Human Givens Rewind Treatment for PTSD and Sub-threshold Trauma

In 2017, as part of her PsyD research an experienced clinical psychologist Dr Shona Adams carried out a systematic review and meta-analysis evaluation into the effectiveness of the rewind technique,*  a refined version of which human givens therapists use as part of their therapeutic toolkit. She also conducted an empirical study with 44 participants who each received rewind treatment as part of their HG therapy. Finally, she completed a service evaluation for a single session pilot ‘Trauma clinic’ in the NHS using rewind. The research was published on the University of Leicester’s website under their theses collection for the Department of Neuroscience, Psychology and Behaviour, and is currently being submitted for publication in a peer-reviewed journal.

Thesis Abstract

Rewind is a trauma-focussed imaginal exposure technique for post-traumatic stress disorder (PTSD) and sub-threshold trauma that is incorporated into Human Givens (HG) therapy. It has been claimed that multiple traumas can be treated in a single Rewind session and that trauma details do not need to be discussed during treatment. This dissertation intended to evaluate Rewind within the context of HG therapy.

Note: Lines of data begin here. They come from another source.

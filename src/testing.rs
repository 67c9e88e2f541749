//! In-memory SQLite fixtures for service and handler tests.

use crate::entities::{
    DrawStatus, DrawType, UserRole, business_entity as businesses, draw_entity as draws,
    draw_participant_entity as participants, user_entity as users,
};
use chrono::{Duration, Utc};
use sea_orm::sea_query::Index;
use sea_orm::{
    ActiveModelTrait, ConnectOptions, ConnectionTrait, Database, DatabaseConnection, DbBackend,
    Schema, Set,
};

/// Creates a fresh database with the draws schema, including the
/// `(draw_id, user_id)` unique index.
pub async fn setup_db() -> DatabaseConnection {
    let mut options = ConnectOptions::new("sqlite::memory:".to_string());
    options.max_connections(1).sqlx_logging(false);
    let db = Database::connect(options)
        .await
        .expect("failed to open in-memory sqlite");

    let backend = db.get_database_backend();
    let schema = Schema::new(DbBackend::Sqlite);
    let tables = [
        schema.create_table_from_entity(businesses::Entity),
        schema.create_table_from_entity(users::Entity),
        schema.create_table_from_entity(draws::Entity),
        schema.create_table_from_entity(participants::Entity),
    ];
    for table in tables {
        db.execute(backend.build(&table))
            .await
            .expect("failed to create table");
    }

    let unique = Index::create()
        .name("idx_draw_participants_draw_user_unique")
        .table(participants::Entity)
        .col(participants::Column::DrawId)
        .col(participants::Column::UserId)
        .unique()
        .to_owned();
    db.execute(backend.build(&unique))
        .await
        .expect("failed to create unique index");

    db
}

pub async fn insert_business(db: &DatabaseConnection, name: &str) -> businesses::Model {
    businesses::ActiveModel {
        name: Set(name.to_string()),
        email: Set(Some(format!("contact@{}.test", name.to_lowercase()))),
        city: Set(Some("Lyon".to_string())),
        created_at: Set(Some(Utc::now())),
        ..Default::default()
    }
    .insert(db)
    .await
    .expect("failed to insert business")
}

pub async fn insert_user(
    db: &DatabaseConnection,
    email: &str,
    role: UserRole,
    business_id: Option<i64>,
) -> users::Model {
    users::ActiveModel {
        email: Set(email.to_string()),
        name: Set(email.split('@').next().unwrap_or(email).to_string()),
        role: Set(role),
        business_id: Set(business_id),
        is_active: Set(true),
        created_at: Set(Some(Utc::now())),
        ..Default::default()
    }
    .insert(db)
    .await
    .expect("failed to insert user")
}

pub async fn insert_inactive_user(db: &DatabaseConnection, email: &str) -> users::Model {
    users::ActiveModel {
        email: Set(email.to_string()),
        name: Set("Inactive".to_string()),
        role: Set(UserRole::User),
        business_id: Set(None),
        is_active: Set(false),
        created_at: Set(Some(Utc::now())),
        ..Default::default()
    }
    .insert(db)
    .await
    .expect("failed to insert user")
}

/// Inserts a conditional draw directly, bypassing validation.
pub async fn insert_draw(
    db: &DatabaseConnection,
    business_id: i64,
    status: DrawStatus,
) -> draws::Model {
    let now = Utc::now();
    draws::ActiveModel {
        business_id: Set(business_id),
        prize_name: Set("Dinner for two".to_string()),
        prize_description: Set(None),
        prize_image_url: Set(None),
        draw_type: Set(DrawType::Conditional),
        draw_date: Set(None),
        trigger_threshold: Set(Some(100)),
        win_probability: Set(None),
        terms_url: Set(None),
        use_default_terms: Set(true),
        custom_terms: Set(None),
        status: Set(status),
        winner_user_id: Set(None),
        drawn_at: Set(None),
        created_at: Set(now),
        updated_at: Set(now),
        ..Default::default()
    }
    .insert(db)
    .await
    .expect("failed to insert draw")
}

pub async fn insert_participant(
    db: &DatabaseConnection,
    draw_id: i64,
    user_id: i64,
    minutes_ago: i64,
) -> participants::Model {
    participants::ActiveModel {
        draw_id: Set(draw_id),
        user_id: Set(user_id),
        participated_at: Set(Utc::now() - Duration::minutes(minutes_ago)),
        ..Default::default()
    }
    .insert(db)
    .await
    .expect("failed to insert participant")
}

A systematic review and meta-analysis evaluated all known studies on the efficacy of Rewind and HG therapy, including grey literature. There were 24 studies that met inclusion criteria for the systematic review. The quality of studies was mixed. While there was a lack of usable controls, all 13 studies in the meta-analysis had high data capture rates and low attrition rates. The effect size was equivalent to CBT benchmarks. The review considered issues in presenting data using effect size, ‘recovery’ rates, and ‘reliable improvement’. Results suggested that Rewind was a promising treatment and that practice-based studies could produce reliable, high quality data.

The empirical study, completed prior to the meta-analysis, investigated the efficacy and acceptability of a single Rewind treatment session and assessed the efficacy of HG therapy against benchmarks. The Rewind treatment session was more effective than control treatment sessions in reducing symptoms and improving satisfaction with life. Severe, chronic and multiple traumas were effectively treated in a single session but many participants required further treatment. The Rewind session was rated as acceptable as other treatment sessions. Outcomes of HG therapy were comparable to CBT benchmarks, however, as there was no randomisation no conclusions should be drawn in comparing treatments.

A pilot single session Rewind Clinic was assessed in the service evaluation. Service user pathways and qualitative data were collected. Most service users found the treatment helpful and acceptable, with 37% not requiring further treatment. Preliminary evidence suggested Rewind might have made treatment more accessible for shame-based traumas. More research is necessary.

Reference Citation:

Adams, S. (2017). Human Givens Rewind Treatment for PTSD and Sub-threshold Trauma. University of Leicester, U.K.

Retrieved from

*The rewind technique

*The rewind technique

This technique originated from NLP and was often called the Visual/Kinaesthetic Dissociation technique, the term ‘Rewind Technique’ being originally coined by Dr David Muss when he introduced it to the UK.

The version of the Rewind Technique that human givens therapists use was refined by Joe Griffin and Ivan Tyrrell to make it as reliably effective as is possible by aligning it with their insights into how trauma and phobias are processed in the brain. Human givens practitioners now follow a specific Rewind Protocol which follows the essential steps of the process that they set out.

The Rewind Technique as taught by HG College is a non-intrusive, safe and highly effective psychological method for detraumatising people, which can also be used for removing phobias. It should be carried out by an experienced practitioner and is only performed once a person is in a state of deep relaxation.